> [EXERCISE DIRECTIONS] What you return must match the listing below exactly.

> [SOURCE MATERIAL]

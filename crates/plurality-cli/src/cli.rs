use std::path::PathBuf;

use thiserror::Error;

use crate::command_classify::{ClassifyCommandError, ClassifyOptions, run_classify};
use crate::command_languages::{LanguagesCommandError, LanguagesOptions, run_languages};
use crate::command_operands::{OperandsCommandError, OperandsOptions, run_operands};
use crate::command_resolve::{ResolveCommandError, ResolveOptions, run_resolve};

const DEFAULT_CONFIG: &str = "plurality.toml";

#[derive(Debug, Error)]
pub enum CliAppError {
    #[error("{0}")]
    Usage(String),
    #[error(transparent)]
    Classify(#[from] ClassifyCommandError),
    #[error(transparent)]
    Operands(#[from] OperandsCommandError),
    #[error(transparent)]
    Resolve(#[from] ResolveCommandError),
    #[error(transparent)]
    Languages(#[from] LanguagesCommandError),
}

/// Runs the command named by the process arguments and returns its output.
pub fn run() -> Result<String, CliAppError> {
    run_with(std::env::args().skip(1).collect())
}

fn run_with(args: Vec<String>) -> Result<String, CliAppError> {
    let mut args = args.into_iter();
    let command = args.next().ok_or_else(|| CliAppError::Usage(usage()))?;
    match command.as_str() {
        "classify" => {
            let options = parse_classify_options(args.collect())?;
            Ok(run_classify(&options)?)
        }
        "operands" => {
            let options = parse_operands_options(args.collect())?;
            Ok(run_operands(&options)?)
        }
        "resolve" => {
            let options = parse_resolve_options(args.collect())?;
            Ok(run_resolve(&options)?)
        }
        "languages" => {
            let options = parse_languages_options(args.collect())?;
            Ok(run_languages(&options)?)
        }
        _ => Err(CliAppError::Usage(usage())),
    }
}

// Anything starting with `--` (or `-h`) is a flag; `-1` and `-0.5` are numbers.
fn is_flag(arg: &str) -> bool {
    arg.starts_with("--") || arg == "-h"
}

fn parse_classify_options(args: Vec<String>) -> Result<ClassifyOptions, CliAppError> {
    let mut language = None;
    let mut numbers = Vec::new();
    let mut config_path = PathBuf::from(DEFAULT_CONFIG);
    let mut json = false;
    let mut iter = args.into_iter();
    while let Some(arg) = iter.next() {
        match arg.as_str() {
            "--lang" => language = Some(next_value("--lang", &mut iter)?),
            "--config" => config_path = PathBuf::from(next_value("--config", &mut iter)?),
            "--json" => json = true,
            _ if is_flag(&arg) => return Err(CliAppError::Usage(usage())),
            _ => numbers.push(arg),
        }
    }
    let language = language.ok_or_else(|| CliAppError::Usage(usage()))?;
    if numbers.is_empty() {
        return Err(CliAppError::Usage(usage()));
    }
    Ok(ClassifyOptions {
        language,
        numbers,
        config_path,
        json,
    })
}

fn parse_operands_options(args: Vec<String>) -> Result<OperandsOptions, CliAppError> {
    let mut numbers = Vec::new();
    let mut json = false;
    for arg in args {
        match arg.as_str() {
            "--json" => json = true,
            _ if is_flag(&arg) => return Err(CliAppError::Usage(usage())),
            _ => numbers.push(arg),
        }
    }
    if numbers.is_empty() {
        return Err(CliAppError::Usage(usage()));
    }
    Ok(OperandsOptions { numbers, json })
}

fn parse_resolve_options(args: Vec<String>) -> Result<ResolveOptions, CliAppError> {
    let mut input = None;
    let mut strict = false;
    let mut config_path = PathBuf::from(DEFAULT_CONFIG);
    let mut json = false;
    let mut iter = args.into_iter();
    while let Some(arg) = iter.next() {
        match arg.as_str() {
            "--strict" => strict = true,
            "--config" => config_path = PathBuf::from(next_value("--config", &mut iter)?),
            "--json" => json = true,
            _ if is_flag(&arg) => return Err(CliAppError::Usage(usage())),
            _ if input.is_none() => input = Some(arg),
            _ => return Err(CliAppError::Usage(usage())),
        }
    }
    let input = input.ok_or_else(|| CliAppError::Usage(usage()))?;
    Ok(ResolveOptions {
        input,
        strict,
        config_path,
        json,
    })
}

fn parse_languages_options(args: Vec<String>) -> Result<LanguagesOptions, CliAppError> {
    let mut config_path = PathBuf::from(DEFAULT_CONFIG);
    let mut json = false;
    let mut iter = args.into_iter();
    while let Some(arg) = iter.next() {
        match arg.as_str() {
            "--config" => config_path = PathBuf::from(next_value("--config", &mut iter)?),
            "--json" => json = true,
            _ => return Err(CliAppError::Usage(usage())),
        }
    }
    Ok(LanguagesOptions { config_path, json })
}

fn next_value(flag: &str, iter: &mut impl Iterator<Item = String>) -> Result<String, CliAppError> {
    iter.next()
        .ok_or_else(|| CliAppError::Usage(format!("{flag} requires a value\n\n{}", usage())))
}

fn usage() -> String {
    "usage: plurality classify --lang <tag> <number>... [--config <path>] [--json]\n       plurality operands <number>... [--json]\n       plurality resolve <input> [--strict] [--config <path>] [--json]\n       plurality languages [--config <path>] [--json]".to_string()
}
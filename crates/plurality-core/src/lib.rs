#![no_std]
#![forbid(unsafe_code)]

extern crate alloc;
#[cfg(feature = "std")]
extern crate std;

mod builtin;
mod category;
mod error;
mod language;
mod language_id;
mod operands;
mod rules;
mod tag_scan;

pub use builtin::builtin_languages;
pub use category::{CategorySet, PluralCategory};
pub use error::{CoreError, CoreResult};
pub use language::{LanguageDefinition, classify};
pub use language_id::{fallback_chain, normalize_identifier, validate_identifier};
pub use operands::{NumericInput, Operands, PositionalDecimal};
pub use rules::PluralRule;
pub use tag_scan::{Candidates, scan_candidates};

> [RESULT]
filename crates/plurality-cli/src/cli.rs
use std::path::PathBuf;

use thiserror::Error;

use crate::command_classify::{ClassifyCommandError, ClassifyOptions, run_classify};
use crate::command_languages::{LanguagesCommandError, LanguagesOptions, run_languages};
use crate::command_operands::{OperandsCommandError, OperandsOptions, run_operands};
use crate::command_resolve::{ResolveCommandError, ResolveOptions, run_resolve};

const DEFAULT_CONFIG: &str = "plurality.toml";

#[derive(Debug, Error)]
pub enum CliAppError {
    #[error("{0}")]
    Usage(String),
    #[error(transparent)]
    Classify(#[from] ClassifyCommandError),
    #[error(transparent)]
    Operands(#[from] OperandsCommandError),
    #[error(transparent)]
    Resolve(#[from] ResolveCommandError),
    #[error(transparent)]
    Languages(#[from] LanguagesCommandError),
}

/// Runs the command named by the process arguments and returns its output.
pub fn run() -> Result<String, CliAppError> {
    run_with(std::env::args().skip(1).collect())
}

fn run_with(args: Vec<String>) -> Result<String, CliAppError> {
    let mut args = args.into_iter();
    let command = args.next().ok_or_else(|| CliAppError::Usage(usage()))?;
    match command.as_str() {
        "classify" => {
            let options = parse_classify_options(args.collect())?;
            Ok(run_classify(&options)?)
        }
        "operands" => {
            let options = parse_operands_options(args.collect())?;
            Ok(run_operands(&options)?)
        }
        "resolve" => {
            let options = parse_resolve_options(args.collect())?;
            Ok(run_resolve(&options)?)
        }
        "languages" => {
            let options = parse_languages_options(args.collect())?;
            Ok(run_languages(&options)?)
        }
        _ => Err(CliAppError::Usage(usage())),
    }
}

// Anything starting with `--` (or `-h`) is a flag; `-1` and `-0.5` are numbers.
fn is_flag(arg: &str) -> bool {
    arg.starts_with("--") || arg == "-h"
}

fn parse_classify_options(args: Vec<String>) -> Result<ClassifyOptions, CliAppError> {
    let mut language = None;
    let mut numbers = Vec::new();
    let mut config_path = PathBuf::from(DEFAULT_CONFIG);
    let mut json = false;
    let mut iter = args.into_iter();
    while let Some(arg) = iter.next() {
        match arg.as_str() {
            "--lang" => language = Some(next_value("--lang", &mut iter)?),
            "--config" => config_path = PathBuf::from(next_value("--config", &mut iter)?),
            "--json" => json = true,
            _ if is_flag(&arg) => return Err(CliAppError::Usage(usage())),
            _ => numbers.push(arg),
        }
    }
    let language = language.ok_or_else(|| CliAppError::Usage(usage()))?;
    if numbers.is_empty() {
        return Err(CliAppError::Usage(usage()));
    }
    Ok(ClassifyOptions {
        language,
        numbers,
        config_path,
        json,
    })
}

fn parse_operands_options(args: Vec<String>) -> Result<OperandsOptions, CliAppError> {
    let mut numbers = Vec::new();
    let mut json = false;
    for arg in args {
        match arg.as_str() {
            "--json" => json = true,
            _ if is_flag(&arg) => return Err(CliAppError::Usage(usage())),
            _ => numbers.push(arg),
        }
    }
    if numbers.is_empty() {
        return Err(CliAppError::Usage(usage()));
    }
    Ok(OperandsOptions { numbers, json })
}

fn parse_resolve_options(args: Vec<String>) -> Result<ResolveOptions, CliAppError> {
    let mut input = None;
    let mut strict = false;
    let mut config_path = PathBuf::from(DEFAULT_CONFIG);
    let mut json = false;
    let mut iter = args.into_iter();
    while let Some(arg) = iter.next() {
        match arg.as_str() {
            "--strict" => strict = true,
            "--config" => config_path = PathBuf::from(next_value("--config", &mut iter)?),
            "--json" => json = true,
            _ if is_flag(&arg) => return Err(CliAppError::Usage(usage())),
            _ if input.is_none() => input = Some(arg),
            _ => return Err(CliAppError::Usage(usage())),
        }
    }
    let input = input.ok_or_else(|| CliAppError::Usage(usage()))?;
    Ok(ResolveOptions {
        input,
        strict,
        config_path,
        json,
    })
}

fn parse_languages_options(args: Vec<String>) -> Result<LanguagesOptions, CliAppError> {
    let mut config_path = PathBuf::from(DEFAULT_CONFIG);
    let mut json = false;
    let mut iter = args.into_iter();
    while let Some(arg) = iter.next() {
        match arg.as_str() {
            "--config" => config_path = PathBuf::from(next_value("--config", &mut iter)?),
            "--json" => json = true,
            _ => return Err(CliAppError::Usage(usage())),
        }
    }
    Ok(LanguagesOptions { config_path, json })
}

fn next_value(flag: &str, iter: &mut impl Iterator<Item = String>) -> Result<String, CliAppError> {
    iter.next()
        .ok_or_else(|| CliAppError::Usage(format!("{flag} requires a value\n\n{}", usage())))
}

fn usage() -> String {
    "usage: plurality classify --lang <tag> <number>... [--config <path>] [--json]\n       plurality operands <number>... [--json]\n       plurality resolve <input> [--strict] [--config <path>] [--json]\n       plurality languages [--config <path>] [--json]".to_string()
}
filename crates/plurality-core/src/lib.rs
#![no_std]
#![forbid(unsafe_code)]

extern crate alloc;
#[cfg(feature = "std")]
extern crate std;

mod builtin;
mod category;
mod error;
mod language;
mod language_id;
mod operands;
mod rules;
mod tag_scan;

pub use builtin::builtin_languages;
pub use category::{CategorySet, PluralCategory};
pub use error::{CoreError, CoreResult};
pub use language::{LanguageDefinition, classify};
pub use language_id::{fallback_chain, normalize_identifier, validate_identifier};
pub use operands::{NumericInput, Operands, PositionalDecimal};
pub use rules::PluralRule;
pub use tag_scan::{Candidates, scan_candidates};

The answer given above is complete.